Kokomo Tribune; Kokomo, Indiana

Opinion

April 22, 2009

Just say no to uniforms

Plan will hurt morale

I am writing in protest of the possibility of uniforms for students of Taylor Community Schools. One of the few periods in a person’s life that they can express their individuality is as a student, and students should be allowed that freedom within a specified and enforced school dress code.

We currently have an excellent dress code in place. However, it is not enforced consistently for all students. Our administrators need to enforce this for everyone, regardless of who the student is or the status the family may have within the school system.

I guarantee that if you give any student a long, ugly T-shirt to cover inappropriate clothing that peer ridicule will alleviate the problems quickly. Why punish everyone instead of dealing with a few individual problems?
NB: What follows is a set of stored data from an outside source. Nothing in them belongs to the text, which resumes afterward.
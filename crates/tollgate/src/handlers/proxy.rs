use std::fmt::Display;
use std::sync::Arc;

use bytes::Bytes;
use common::consts::REQUEST_ID_HEADER;
use common::errors::ProxyError;
use http_body_util::BodyExt;
use hyper::body::Body;
use hyper::header::{HeaderValue, CONTENT_TYPE};
use hyper::http::request::Parts;
use hyper::Request;
use llmcost::selector::select_bool;
use serde_json::Value;
use tracing::{debug, error, info, info_span, warn, Instrument, Span};

use super::custom::forward_custom;
use super::providers::{upstream_url, usage_for};
use super::request::{extract_custom_event_id, extract_request_id};
use super::response::ProxyResponse;
use super::routes::{route_usage, run_route};
use super::streaming::{relay_stream, StreamOptions};
use super::upstream::{outbound_headers, relay, send, unreachable, Exchange};
use crate::app_state::AppState;
use crate::auth::{apply_upstream_credential, Admission, Target};
use crate::billing::PolicyViolation;
use crate::events::UsageKind;

/// Entry point for every proxied path. Errors become the JSON error body
/// with the correlation id echoed back.
pub async fn handle_proxy<B>(
    request: Request<B>,
    state: Arc<AppState>,
) -> Result<ProxyResponse, hyper::Error>
where
    B: Body<Data = Bytes>,
    B::Error: Display,
{
    let request_id = extract_request_id(&request);
    let request_span = info_span!(
        "proxy",
        request_id = %request_id,
        http.method = %request.method(),
        http.path = %request.uri().path(),
        key_id = tracing::field::Empty,
        provider = tracing::field::Empty,
    );

    let response = async {
        match proxy_inner(request, &state, &request_id).await {
            Ok(mut response) => {
                if let Ok(value) = HeaderValue::from_str(&request_id) {
                    response.headers_mut().insert(REQUEST_ID_HEADER, value);
                }
                response
            }
            Err(e) => {
                metrics::counter!("proxy.errors", "type" => e.kind()).increment(1);
                match &e {
                    ProxyError::Internal(_) | ProxyError::Upstream(_) => {
                        error!(error_type = e.kind(), error = %e, "request failed")
                    }
                    _ => info!(error_type = e.kind(), error = %e, "request rejected"),
                }
                e.into_response(&request_id)
            }
        }
    }
    .instrument(request_span)
    .await;

    Ok(response)
}

async fn proxy_inner<B>(
    request: Request<B>,
    state: &Arc<AppState>,
    request_id: &str,
) -> Result<ProxyResponse, ProxyError>
where
    B: Body<Data = Bytes>,
    B::Error: Display,
{
    let (parts, body) = request.into_parts();
    let path = parts.uri.path().to_string();

    let body = body
        .collect()
        .await
        .map_err(|e| ProxyError::Internal(format!("failed to read request body: {e}")))?
        .to_bytes();
    if state.config.log_mode.logs_bodies() {
        debug!(body = %String::from_utf8_lossy(&body), "request body");
    }

    // ----------------------------------------------------------------
    // Authenticate and validate
    // ----------------------------------------------------------------
    let admission = state
        .authenticator
        .authenticate(parts.method.as_str(), &path, &parts.headers)
        .await?;
    Span::current().record("key_id", admission.key.key_id.as_str());
    Span::current().record("provider", admission.target.provider_name());

    let usage = match &admission.target {
        Target::Provider {
            provider,
            upstream_path,
        } => usage_for(provider, upstream_path)?,
        Target::Route(route) => route_usage(route, &body),
        Target::Custom { config, .. } => UsageKind::Custom(config.clone()),
    };
    let prompt_cost = state.decorator.estimate_prompt_cost(&usage, &body);

    if let Err(violation) = state.validator.validate(&admission.key, prompt_cost).await {
        if violation == PolicyViolation::Expired {
            if let Err(e) = state.policies.revoke_key(&admission.key, "ttl").await {
                warn!(error = %e, "failed to revoke expired key");
            }
        }
        return Err(violation.into());
    }

    // ----------------------------------------------------------------
    // Dispatch
    // ----------------------------------------------------------------
    let exchange = Exchange::new(
        request_id,
        &admission.key,
        &parts.method,
        &path,
        extract_custom_event_id(&parts.headers),
        usage,
        body.clone(),
    )
    .with_provider(admission.target.provider_name());

    dispatch(state, &parts, admission, body, exchange).await
}

async fn dispatch(
    state: &Arc<AppState>,
    parts: &Parts,
    admission: Admission,
    body: Bytes,
    exchange: Exchange,
) -> Result<ProxyResponse, ProxyError> {
    let selected = admission.selected_setting().cloned();
    match &admission.target {
        Target::Provider {
            provider,
            upstream_path,
        } => {
            let setting = selected
                .ok_or_else(|| ProxyError::Internal("no provider setting selected".into()))?;
            let url = upstream_url(
                &state.config.upstream,
                provider,
                upstream_path,
                parts.uri.query(),
                &setting,
            )?;
            let mut headers = outbound_headers(&parts.headers);
            apply_upstream_credential(&mut headers, &setting, None)?;
            headers.insert(CONTENT_TYPE, HeaderValue::from_static("application/json"));

            let streaming = serde_json::from_slice::<Value>(&body)
                .map(|request| select_bool(&request, "stream") == Some(true))
                .unwrap_or(false);

            let upstream = match send(
                &state.http_client,
                parts.method.clone(),
                &url,
                headers,
                body,
                state.config.upstream_timeout(),
            )
            .await
            {
                Ok(upstream) => upstream,
                Err(e) => return Err(unreachable(exchange, &state.bus, &e)),
            };

            if streaming && upstream.status().is_success() {
                let options = StreamOptions::new(state.config.stream_capture_limit_bytes);
                return Ok(relay_stream(upstream, exchange, state.bus.clone(), options));
            }
            relay(upstream, exchange, &state.bus, state.config.log_mode).await
        }
        Target::Route(route) => {
            run_route(state, route, &admission.settings, &parts.headers, &body, exchange).await
        }
        Target::Custom { provider, config } => {
            let setting = selected
                .ok_or_else(|| ProxyError::Internal("no provider setting selected".into()))?;
            forward_custom(
                state,
                provider,
                config,
                &setting,
                parts.method.clone(),
                &parts.headers,
                body,
                exchange,
            )
            .await
        }
    }
}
Taylor kids have a rough enough time in the community, being ridiculed because of Taylor’s past financial problems. Do we really need our students being the butt of more jokes because they are forced to wear uniforms?

We are not a parochial school. We are a middle- to low-income public school system and such a dress code will lower the morale of our students and cause a decline in enrollment because some families will move to a school system where uniforms are not required. My daughter has spoken with several excellent athletes who will be seniors at Taylor and are planning to take their talents to other school corporations if this policy is put in place.

If uniforms became a countywide requirement, or even a Kokomo-Center requirement, then it would not be as big of an issue. But why subject our students to this embarrassment when other schools in the county do not try to force such an issue?

Another issue with uniforms is they are not body-friendly to all students. I have two daughters, one is very thin and the other is not. Based on how difficult it is to find clothing that will fit them now and the stores I am limited to, I know uniforms will not be available in the sizes necessary to fit them properly without alterations. As a single parent this is not something I can afford, nor can a lot of other parents.

Polo shirts on larger people or girls with larger chests look awful and emphasize any problem areas. I don’t want my daughter, or anyone’s children, going to school looking bad or being called fat because of how the uniforms make them look. Also, the proposed school uniforms are unisex. My daughters do not and have never desired to dress like boys, which is how the uniforms make the girls look. I strongly feel that children are not robots or clones and should dress like a member of the sex that God made them unless they choose to dress otherwise.

A second issue being discussed is segregating classes by sex, having only same-sex students in a classroom. First of all, I thought that segregation was illegal and secondly, how is Taylor going to pay the additional teachers required to implement this policy? Does this mean if a boy wants to take a class that contains predominately girls and there isn’t a teacher or enough boys to take that class that he will be denied the right to take that class? How fast can you say, lawsuit?

Students need the opportunity to interact with each other on a daily basis, regardless of race, sex, religion and any other discriminatory factors. This interaction prepares them with how to deal with others in the future, something everyone needs to be able to do, especially in today’s culture of diversity.

The next Taylor board meeting is Thursday, May 14 at 7:30 in the High School Media Center. I strongly urge all parents and students who are against the proposed uniform and/or same-sex classroom policies to join me and other parents and students at this meeting to show the school board that these are not issues we will accept without a fight. Our children’s constitutional rights are at risk and if we allow these policies to go into effect, who knows what will come next?

In the United States we protect and value our freedom, something our armed forces are fighting and dying for right now! We are not a socialist or communist country, and if we don’t fight for our children’s rights, who will?

Kokomo resident Jackie Richardson is the mother of two daughters in the Taylor school system.